### About this task
Each line that contains the word "Acquired" is to be copied from the records below.

(Dataset entries)
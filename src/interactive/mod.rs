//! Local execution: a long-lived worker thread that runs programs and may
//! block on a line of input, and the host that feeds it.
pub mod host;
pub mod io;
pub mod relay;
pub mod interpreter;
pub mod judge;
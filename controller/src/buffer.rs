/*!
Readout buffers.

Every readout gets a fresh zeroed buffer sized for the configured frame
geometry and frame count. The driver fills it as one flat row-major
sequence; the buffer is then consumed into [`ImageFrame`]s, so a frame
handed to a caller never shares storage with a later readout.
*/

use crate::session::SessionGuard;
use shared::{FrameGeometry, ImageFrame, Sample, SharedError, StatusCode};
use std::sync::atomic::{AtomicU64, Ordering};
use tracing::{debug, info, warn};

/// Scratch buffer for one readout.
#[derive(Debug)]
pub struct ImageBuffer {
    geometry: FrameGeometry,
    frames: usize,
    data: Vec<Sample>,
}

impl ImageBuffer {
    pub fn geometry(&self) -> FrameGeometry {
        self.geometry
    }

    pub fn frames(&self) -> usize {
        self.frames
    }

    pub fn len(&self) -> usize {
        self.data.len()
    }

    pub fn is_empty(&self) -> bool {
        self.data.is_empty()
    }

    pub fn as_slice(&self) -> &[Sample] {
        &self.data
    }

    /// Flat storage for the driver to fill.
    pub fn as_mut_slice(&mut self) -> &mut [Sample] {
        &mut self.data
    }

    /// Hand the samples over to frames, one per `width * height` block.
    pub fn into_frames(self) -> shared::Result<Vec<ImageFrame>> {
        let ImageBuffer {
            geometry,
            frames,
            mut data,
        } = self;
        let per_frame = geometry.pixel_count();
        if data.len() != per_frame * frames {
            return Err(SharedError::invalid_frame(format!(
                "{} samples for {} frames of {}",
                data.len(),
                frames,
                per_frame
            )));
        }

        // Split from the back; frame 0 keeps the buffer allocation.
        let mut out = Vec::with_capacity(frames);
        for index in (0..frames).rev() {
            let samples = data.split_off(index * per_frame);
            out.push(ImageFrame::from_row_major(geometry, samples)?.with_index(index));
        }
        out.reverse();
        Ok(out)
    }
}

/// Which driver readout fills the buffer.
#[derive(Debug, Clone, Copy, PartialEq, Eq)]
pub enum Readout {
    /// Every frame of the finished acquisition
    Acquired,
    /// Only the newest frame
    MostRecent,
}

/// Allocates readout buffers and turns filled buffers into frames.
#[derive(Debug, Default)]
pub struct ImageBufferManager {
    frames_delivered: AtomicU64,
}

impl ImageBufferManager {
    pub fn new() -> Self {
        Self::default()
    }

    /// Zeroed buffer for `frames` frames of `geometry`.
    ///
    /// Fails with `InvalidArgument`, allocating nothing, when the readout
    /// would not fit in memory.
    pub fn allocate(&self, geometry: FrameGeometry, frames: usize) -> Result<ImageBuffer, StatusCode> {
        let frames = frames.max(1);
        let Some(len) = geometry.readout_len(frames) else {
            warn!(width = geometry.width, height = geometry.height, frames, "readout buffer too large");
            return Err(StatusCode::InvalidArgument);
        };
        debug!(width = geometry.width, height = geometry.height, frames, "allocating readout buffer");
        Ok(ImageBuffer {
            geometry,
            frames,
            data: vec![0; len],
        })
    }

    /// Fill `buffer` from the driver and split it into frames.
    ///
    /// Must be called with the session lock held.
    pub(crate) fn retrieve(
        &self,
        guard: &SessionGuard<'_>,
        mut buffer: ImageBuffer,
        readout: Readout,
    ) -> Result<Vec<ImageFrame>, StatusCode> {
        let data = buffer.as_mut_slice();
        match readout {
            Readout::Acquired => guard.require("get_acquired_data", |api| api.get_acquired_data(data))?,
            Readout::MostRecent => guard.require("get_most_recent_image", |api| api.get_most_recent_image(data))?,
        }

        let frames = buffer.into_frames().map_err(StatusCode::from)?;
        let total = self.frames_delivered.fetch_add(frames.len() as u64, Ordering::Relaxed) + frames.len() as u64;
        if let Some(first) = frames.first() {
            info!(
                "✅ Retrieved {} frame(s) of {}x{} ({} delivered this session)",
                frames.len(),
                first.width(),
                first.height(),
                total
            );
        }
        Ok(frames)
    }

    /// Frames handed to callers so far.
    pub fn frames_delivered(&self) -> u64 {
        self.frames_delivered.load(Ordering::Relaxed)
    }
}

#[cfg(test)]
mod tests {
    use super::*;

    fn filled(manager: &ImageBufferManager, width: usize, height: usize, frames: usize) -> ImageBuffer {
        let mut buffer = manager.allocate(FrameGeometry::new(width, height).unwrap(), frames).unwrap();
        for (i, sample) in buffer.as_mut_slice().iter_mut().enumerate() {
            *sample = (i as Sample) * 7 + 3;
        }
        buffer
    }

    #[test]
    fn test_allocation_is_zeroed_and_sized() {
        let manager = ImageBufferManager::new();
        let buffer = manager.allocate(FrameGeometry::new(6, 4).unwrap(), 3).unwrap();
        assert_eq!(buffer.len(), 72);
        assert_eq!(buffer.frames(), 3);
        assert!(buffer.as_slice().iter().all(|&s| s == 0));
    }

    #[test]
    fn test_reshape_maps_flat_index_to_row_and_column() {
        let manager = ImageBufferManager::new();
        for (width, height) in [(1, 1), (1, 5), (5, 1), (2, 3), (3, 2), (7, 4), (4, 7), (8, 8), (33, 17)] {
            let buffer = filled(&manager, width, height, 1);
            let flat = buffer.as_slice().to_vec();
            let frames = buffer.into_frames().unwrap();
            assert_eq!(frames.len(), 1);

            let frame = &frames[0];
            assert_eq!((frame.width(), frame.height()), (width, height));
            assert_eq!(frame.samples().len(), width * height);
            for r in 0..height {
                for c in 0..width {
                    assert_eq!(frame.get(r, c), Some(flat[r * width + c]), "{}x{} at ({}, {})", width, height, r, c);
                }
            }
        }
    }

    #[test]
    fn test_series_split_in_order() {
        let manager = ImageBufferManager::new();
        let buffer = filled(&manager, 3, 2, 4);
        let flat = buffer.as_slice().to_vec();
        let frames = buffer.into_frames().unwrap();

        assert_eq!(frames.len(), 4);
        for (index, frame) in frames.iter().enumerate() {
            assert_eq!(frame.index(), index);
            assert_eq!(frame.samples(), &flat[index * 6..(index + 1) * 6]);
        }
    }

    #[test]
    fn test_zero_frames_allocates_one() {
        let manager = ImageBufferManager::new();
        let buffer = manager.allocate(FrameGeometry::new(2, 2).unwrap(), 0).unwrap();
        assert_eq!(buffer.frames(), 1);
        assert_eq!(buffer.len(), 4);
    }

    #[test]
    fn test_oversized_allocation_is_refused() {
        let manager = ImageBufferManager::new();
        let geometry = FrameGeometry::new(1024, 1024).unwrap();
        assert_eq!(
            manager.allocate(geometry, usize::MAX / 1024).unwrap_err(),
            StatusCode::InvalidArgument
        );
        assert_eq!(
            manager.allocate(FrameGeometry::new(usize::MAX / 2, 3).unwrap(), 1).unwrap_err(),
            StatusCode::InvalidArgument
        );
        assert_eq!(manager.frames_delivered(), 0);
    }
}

==

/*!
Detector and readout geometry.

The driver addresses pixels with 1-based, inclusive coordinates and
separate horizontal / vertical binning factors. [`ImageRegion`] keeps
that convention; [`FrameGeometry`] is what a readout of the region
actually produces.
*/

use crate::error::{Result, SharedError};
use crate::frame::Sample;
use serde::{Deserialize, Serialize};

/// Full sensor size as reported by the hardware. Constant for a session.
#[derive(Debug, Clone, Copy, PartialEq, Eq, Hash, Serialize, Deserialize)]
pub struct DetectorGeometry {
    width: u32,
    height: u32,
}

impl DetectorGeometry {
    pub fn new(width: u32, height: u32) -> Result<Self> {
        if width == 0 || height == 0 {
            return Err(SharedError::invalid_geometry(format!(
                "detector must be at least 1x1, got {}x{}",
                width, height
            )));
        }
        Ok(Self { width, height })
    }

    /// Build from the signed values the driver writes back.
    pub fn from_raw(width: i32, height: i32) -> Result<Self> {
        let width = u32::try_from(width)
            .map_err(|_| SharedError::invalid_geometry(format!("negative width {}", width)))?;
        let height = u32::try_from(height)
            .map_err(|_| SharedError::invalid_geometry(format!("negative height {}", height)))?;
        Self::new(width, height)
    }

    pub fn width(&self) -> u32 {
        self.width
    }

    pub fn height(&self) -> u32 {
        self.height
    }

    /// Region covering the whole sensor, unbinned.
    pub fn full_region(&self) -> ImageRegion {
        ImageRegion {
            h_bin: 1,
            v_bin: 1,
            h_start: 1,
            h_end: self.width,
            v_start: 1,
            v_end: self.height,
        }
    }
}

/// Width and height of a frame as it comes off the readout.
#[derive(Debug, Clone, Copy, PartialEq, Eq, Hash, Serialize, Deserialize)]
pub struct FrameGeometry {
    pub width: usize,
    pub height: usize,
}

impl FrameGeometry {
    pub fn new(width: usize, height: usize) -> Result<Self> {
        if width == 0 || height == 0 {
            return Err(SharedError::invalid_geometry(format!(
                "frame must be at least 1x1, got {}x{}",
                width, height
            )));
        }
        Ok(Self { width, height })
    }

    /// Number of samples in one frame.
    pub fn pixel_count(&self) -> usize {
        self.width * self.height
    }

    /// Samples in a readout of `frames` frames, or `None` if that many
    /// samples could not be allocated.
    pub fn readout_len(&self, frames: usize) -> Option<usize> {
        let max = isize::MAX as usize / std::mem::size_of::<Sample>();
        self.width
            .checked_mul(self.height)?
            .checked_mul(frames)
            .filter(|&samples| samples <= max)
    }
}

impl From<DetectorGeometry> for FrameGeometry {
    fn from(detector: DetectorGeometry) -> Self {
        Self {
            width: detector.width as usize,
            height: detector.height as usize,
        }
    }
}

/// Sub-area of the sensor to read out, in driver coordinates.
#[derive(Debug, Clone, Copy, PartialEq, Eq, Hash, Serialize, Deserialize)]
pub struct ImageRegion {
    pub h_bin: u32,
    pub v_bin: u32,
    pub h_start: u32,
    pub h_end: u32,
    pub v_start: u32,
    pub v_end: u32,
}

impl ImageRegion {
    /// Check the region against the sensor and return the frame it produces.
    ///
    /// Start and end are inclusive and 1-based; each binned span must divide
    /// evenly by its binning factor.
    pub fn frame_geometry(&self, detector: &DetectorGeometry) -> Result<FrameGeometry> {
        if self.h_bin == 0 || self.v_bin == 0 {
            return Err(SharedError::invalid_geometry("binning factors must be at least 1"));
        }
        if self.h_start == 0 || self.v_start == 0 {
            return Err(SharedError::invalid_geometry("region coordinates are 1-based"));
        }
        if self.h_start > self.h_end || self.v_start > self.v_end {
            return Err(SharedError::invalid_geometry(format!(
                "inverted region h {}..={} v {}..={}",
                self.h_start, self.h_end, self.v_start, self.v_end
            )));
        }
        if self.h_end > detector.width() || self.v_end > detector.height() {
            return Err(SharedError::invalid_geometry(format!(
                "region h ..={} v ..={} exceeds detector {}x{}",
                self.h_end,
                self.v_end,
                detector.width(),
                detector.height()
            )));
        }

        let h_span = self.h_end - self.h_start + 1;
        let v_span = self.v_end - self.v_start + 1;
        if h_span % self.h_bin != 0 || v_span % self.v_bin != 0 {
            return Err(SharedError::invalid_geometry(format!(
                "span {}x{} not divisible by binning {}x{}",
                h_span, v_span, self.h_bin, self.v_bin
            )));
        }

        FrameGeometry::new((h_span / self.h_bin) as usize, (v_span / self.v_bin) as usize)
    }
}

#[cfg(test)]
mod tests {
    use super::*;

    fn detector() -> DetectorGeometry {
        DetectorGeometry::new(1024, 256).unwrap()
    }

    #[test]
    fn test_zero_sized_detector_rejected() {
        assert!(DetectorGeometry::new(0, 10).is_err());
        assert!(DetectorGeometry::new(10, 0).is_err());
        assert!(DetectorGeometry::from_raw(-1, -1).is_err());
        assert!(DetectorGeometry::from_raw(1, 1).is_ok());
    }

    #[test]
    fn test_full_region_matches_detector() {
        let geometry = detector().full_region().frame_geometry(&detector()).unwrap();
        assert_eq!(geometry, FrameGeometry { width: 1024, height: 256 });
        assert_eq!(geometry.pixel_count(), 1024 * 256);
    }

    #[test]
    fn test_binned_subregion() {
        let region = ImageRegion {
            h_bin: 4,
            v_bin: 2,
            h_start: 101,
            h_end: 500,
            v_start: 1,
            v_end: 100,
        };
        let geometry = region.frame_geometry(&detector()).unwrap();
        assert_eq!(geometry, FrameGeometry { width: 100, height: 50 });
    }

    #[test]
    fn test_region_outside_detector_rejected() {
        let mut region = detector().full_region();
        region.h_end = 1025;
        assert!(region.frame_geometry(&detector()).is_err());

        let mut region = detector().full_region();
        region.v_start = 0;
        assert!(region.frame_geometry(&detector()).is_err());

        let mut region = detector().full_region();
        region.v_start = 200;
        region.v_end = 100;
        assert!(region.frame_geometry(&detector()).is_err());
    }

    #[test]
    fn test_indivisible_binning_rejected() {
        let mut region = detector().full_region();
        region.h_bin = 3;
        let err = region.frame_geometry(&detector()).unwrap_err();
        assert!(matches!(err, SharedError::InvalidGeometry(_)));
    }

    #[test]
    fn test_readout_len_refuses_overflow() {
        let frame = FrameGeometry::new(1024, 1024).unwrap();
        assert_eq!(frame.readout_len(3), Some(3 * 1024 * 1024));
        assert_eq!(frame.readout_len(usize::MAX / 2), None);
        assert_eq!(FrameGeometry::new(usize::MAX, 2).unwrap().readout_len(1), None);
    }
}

### Solved problem
    Acquired,
            Readout::Acquired => guard.require("get_acquired_data", |api| api.get_acquired_data(data))?,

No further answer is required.